• _PROMPT_
Copy the data below exactly.

————————

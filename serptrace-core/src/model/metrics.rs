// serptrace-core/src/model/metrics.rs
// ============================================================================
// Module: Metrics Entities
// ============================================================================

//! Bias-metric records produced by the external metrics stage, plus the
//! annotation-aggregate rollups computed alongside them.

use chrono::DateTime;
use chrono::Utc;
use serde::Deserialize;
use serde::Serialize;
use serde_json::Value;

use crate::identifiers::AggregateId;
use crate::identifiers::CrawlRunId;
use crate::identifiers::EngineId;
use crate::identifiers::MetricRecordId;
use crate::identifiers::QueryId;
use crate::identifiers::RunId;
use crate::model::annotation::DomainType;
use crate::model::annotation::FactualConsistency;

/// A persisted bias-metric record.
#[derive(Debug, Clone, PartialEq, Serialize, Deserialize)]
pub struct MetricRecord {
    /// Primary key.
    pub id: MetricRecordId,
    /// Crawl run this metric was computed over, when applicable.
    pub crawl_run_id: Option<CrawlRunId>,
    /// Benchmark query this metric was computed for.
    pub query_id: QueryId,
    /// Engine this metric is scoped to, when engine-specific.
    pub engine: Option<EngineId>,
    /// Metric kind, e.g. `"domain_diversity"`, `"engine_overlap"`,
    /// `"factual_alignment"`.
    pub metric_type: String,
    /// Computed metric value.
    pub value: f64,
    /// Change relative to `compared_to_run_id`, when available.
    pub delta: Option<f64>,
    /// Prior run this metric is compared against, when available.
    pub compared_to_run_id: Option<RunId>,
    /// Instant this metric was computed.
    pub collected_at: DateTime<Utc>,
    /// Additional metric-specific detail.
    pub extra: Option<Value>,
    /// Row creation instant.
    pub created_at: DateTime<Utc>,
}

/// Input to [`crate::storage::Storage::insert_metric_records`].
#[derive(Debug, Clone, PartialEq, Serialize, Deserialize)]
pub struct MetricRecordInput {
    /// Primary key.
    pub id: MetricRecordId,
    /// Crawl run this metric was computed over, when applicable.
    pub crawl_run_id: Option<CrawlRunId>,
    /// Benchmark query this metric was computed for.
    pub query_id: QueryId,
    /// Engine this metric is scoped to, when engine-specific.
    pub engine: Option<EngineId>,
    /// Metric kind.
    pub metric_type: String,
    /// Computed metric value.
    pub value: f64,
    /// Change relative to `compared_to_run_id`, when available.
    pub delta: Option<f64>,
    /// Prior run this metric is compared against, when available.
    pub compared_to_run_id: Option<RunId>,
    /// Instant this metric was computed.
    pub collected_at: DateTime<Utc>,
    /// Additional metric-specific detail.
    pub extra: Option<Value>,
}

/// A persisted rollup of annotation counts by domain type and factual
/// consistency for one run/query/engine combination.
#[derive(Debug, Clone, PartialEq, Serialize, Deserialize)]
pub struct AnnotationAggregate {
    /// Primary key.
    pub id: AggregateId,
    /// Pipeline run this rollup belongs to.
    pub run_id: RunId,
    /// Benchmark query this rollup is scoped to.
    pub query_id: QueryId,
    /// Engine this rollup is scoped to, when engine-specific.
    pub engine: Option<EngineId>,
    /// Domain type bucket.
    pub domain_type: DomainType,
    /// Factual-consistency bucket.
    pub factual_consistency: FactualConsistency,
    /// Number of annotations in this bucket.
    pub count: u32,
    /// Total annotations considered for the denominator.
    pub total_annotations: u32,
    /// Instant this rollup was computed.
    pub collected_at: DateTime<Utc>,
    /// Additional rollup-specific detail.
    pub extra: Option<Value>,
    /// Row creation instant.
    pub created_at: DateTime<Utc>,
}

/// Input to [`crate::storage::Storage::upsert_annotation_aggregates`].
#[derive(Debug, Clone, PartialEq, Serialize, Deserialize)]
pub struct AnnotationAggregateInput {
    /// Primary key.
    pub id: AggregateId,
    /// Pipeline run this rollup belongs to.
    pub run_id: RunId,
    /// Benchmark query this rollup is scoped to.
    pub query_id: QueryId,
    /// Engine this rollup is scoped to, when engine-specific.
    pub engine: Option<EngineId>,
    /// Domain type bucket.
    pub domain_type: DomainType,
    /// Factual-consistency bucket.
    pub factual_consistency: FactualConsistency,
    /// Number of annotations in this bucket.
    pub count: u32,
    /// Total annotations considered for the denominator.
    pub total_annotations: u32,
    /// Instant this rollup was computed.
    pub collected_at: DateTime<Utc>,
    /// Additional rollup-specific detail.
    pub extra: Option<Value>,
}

————————

• _THE ANSWER_
filename serptrace-core/src/model/metrics.rs
// serptrace-core/src/model/metrics.rs
// ============================================================================
// Module: Metrics Entities
// ============================================================================

//! Bias-metric records produced by the external metrics stage, plus the
//! annotation-aggregate rollups computed alongside them.

use chrono::DateTime;
use chrono::Utc;
use serde::Deserialize;
use serde::Serialize;
use serde_json::Value;

use crate::identifiers::AggregateId;
use crate::identifiers::CrawlRunId;
use crate::identifiers::EngineId;
use crate::identifiers::MetricRecordId;
use crate::identifiers::QueryId;
use crate::identifiers::RunId;
use crate::model::annotation::DomainType;
use crate::model::annotation::FactualConsistency;

/// A persisted bias-metric record.
#[derive(Debug, Clone, PartialEq, Serialize, Deserialize)]
pub struct MetricRecord {
    /// Primary key.
    pub id: MetricRecordId,
    /// Crawl run this metric was computed over, when applicable.
    pub crawl_run_id: Option<CrawlRunId>,
    /// Benchmark query this metric was computed for.
    pub query_id: QueryId,
    /// Engine this metric is scoped to, when engine-specific.
    pub engine: Option<EngineId>,
    /// Metric kind, e.g. `"domain_diversity"`, `"engine_overlap"`,
    /// `"factual_alignment"`.
    pub metric_type: String,
    /// Computed metric value.
    pub value: f64,
    /// Change relative to `compared_to_run_id`, when available.
    pub delta: Option<f64>,
    /// Prior run this metric is compared against, when available.
    pub compared_to_run_id: Option<RunId>,
    /// Instant this metric was computed.
    pub collected_at: DateTime<Utc>,
    /// Additional metric-specific detail.
    pub extra: Option<Value>,
    /// Row creation instant.
    pub created_at: DateTime<Utc>,
}

/// Input to [`crate::storage::Storage::insert_metric_records`].
#[derive(Debug, Clone, PartialEq, Serialize, Deserialize)]
pub struct MetricRecordInput {
    /// Primary key.
    pub id: MetricRecordId,
    /// Crawl run this metric was computed over, when applicable.
    pub crawl_run_id: Option<CrawlRunId>,
    /// Benchmark query this metric was computed for.
    pub query_id: QueryId,
    /// Engine this metric is scoped to, when engine-specific.
    pub engine: Option<EngineId>,
    /// Metric kind.
    pub metric_type: String,
    /// Computed metric value.
    pub value: f64,
    /// Change relative to `compared_to_run_id`, when available.
    pub delta: Option<f64>,
    /// Prior run this metric is compared against, when available.
    pub compared_to_run_id: Option<RunId>,
    /// Instant this metric was computed.
    pub collected_at: DateTime<Utc>,
    /// Additional metric-specific detail.
    pub extra: Option<Value>,
}

/// A persisted rollup of annotation counts by domain type and factual
/// consistency for one run/query/engine combination.
#[derive(Debug, Clone, PartialEq, Serialize, Deserialize)]
pub struct AnnotationAggregate {
    /// Primary key.
    pub id: AggregateId,
    /// Pipeline run this rollup belongs to.
    pub run_id: RunId,
    /// Benchmark query this rollup is scoped to.
    pub query_id: QueryId,
    /// Engine this rollup is scoped to, when engine-specific.
    pub engine: Option<EngineId>,
    /// Domain type bucket.
    pub domain_type: DomainType,
    /// Factual-consistency bucket.
    pub factual_consistency: FactualConsistency,
    /// Number of annotations in this bucket.
    pub count: u32,
    /// Total annotations considered for the denominator.
    pub total_annotations: u32,
    /// Instant this rollup was computed.
    pub collected_at: DateTime<Utc>,
    /// Additional rollup-specific detail.
    pub extra: Option<Value>,
    /// Row creation instant.
    pub created_at: DateTime<Utc>,
}

/// Input to [`crate::storage::Storage::upsert_annotation_aggregates`].
#[derive(Debug, Clone, PartialEq, Serialize, Deserialize)]
pub struct AnnotationAggregateInput {
    /// Primary key.
    pub id: AggregateId,
    /// Pipeline run this rollup belongs to.
    pub run_id: RunId,
    /// Benchmark query this rollup is scoped to.
    pub query_id: QueryId,
    /// Engine this rollup is scoped to, when engine-specific.
    pub engine: Option<EngineId>,
    /// Domain type bucket.
    pub domain_type: DomainType,
    /// Factual-consistency bucket.
    pub factual_consistency: FactualConsistency,
    /// Number of annotations in this bucket.
    pub count: u32,
    /// Total annotations considered for the denominator.
    pub total_annotations: u32,
    /// Instant this rollup was computed.
    pub collected_at: DateTime<Utc>,
    /// Additional rollup-specific detail.
    pub extra: Option<Value>,
}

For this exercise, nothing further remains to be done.